# YOUR OBJECTIVE:
From the data that follows, copy every line with the string "ContactSink".

Stored dataset items:
════════

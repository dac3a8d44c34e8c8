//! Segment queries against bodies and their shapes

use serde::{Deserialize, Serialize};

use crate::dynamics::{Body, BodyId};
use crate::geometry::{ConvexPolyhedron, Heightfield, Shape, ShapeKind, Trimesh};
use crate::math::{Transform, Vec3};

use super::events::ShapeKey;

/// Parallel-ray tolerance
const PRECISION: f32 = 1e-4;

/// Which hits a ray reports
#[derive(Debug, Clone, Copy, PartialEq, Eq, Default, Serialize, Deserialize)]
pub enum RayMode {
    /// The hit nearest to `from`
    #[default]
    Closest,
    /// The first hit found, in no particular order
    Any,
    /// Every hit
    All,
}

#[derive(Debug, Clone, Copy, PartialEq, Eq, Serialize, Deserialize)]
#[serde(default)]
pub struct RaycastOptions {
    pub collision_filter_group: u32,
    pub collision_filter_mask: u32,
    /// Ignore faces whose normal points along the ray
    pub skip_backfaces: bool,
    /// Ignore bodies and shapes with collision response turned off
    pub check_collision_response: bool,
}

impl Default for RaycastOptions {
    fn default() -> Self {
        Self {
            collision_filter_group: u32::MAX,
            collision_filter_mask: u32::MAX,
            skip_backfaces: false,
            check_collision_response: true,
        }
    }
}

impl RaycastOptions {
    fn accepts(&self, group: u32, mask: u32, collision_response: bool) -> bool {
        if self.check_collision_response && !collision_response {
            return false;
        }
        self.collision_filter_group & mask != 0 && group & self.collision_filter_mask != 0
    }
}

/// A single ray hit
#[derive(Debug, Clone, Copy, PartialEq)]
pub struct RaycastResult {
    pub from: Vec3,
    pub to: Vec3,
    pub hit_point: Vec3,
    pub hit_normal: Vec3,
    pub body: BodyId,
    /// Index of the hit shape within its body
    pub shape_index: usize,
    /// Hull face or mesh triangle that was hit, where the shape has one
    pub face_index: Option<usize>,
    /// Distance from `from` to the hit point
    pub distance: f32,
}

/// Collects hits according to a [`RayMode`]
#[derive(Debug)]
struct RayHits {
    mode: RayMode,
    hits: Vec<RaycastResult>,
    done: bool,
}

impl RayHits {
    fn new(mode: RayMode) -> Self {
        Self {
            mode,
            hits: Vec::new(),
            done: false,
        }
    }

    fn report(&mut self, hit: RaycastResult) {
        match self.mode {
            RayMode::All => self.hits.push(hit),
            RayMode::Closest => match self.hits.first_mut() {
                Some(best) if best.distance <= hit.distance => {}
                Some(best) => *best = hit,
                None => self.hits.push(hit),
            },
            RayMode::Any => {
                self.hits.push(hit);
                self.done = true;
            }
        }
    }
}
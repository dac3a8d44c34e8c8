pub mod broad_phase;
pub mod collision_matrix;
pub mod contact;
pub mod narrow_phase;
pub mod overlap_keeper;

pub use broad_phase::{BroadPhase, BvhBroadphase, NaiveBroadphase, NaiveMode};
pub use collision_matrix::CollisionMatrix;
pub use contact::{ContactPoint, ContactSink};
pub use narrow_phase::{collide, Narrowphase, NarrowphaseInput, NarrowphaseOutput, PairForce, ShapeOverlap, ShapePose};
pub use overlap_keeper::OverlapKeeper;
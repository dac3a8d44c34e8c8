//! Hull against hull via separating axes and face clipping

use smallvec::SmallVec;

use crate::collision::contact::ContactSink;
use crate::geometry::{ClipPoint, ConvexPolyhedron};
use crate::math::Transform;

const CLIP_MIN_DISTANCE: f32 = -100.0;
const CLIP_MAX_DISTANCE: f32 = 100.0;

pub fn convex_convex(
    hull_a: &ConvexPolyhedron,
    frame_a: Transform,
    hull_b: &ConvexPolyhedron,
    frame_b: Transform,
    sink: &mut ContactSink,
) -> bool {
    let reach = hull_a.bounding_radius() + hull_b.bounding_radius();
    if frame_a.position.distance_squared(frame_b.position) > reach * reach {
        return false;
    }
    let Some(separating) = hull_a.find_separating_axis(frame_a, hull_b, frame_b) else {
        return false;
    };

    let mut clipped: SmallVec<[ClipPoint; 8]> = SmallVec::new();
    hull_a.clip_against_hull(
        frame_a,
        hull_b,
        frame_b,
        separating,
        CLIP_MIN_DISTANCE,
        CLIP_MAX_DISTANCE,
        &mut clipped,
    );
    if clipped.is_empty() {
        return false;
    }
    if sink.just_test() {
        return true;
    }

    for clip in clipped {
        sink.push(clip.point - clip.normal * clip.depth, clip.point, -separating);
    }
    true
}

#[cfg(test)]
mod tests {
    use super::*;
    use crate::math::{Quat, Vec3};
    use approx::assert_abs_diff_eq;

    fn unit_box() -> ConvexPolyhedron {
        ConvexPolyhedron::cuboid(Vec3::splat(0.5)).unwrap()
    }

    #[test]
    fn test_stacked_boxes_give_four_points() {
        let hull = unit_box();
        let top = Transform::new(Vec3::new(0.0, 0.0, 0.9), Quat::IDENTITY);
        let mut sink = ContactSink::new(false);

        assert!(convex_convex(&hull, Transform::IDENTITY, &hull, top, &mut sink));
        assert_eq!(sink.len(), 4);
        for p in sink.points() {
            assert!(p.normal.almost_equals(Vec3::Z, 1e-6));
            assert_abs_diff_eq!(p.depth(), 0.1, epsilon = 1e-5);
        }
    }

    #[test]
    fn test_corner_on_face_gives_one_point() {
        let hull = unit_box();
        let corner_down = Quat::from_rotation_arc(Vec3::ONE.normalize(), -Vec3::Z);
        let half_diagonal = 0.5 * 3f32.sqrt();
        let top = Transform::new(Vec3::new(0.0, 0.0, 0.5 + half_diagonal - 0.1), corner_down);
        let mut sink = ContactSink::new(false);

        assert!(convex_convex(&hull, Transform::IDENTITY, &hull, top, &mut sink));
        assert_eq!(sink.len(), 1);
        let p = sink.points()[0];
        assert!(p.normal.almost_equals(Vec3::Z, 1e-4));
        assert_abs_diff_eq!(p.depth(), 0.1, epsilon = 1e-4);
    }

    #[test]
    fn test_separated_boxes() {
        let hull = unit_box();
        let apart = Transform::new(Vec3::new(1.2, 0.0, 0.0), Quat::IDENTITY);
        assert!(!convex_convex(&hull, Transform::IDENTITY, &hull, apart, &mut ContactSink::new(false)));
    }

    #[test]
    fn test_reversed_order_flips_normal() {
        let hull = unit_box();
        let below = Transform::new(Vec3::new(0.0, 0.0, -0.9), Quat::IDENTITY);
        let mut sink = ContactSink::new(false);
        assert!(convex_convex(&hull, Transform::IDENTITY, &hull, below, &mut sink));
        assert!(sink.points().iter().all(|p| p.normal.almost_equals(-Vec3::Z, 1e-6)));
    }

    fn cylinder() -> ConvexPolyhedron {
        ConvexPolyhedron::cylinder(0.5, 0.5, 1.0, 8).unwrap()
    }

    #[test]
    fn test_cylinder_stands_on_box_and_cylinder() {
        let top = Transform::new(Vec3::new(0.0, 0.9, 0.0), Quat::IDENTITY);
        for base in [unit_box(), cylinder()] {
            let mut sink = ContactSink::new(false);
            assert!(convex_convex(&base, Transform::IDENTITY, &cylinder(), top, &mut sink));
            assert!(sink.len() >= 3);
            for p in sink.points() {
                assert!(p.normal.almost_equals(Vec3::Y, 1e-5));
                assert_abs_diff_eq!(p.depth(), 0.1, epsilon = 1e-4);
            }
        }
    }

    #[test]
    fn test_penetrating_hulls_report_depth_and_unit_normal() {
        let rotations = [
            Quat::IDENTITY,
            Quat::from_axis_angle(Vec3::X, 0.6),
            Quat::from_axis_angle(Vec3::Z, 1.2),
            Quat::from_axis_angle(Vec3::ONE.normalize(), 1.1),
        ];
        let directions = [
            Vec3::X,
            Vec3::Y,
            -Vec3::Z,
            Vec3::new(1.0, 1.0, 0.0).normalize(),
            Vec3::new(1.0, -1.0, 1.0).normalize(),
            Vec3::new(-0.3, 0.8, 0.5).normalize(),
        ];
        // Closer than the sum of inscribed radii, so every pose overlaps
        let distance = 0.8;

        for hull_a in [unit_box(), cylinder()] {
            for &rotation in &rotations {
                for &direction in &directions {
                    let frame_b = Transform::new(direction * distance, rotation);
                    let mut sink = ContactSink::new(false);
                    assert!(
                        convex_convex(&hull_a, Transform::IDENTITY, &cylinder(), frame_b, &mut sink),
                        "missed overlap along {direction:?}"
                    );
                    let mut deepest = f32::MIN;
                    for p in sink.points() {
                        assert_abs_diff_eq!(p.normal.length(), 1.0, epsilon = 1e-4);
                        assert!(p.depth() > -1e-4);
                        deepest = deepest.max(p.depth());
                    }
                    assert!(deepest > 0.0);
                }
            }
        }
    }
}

════════

# RESULT OF THE EXERCISE:
pub use contact::{ContactPoint, ContactSink};
use crate::collision::contact::ContactSink;
    sink: &mut ContactSink,
        let mut sink = ContactSink::new(false);
        let mut sink = ContactSink::new(false);
        assert!(!convex_convex(&hull, Transform::IDENTITY, &hull, apart, &mut ContactSink::new(false)));
        let mut sink = ContactSink::new(false);
            let mut sink = ContactSink::new(false);
                    let mut sink = ContactSink::new(false);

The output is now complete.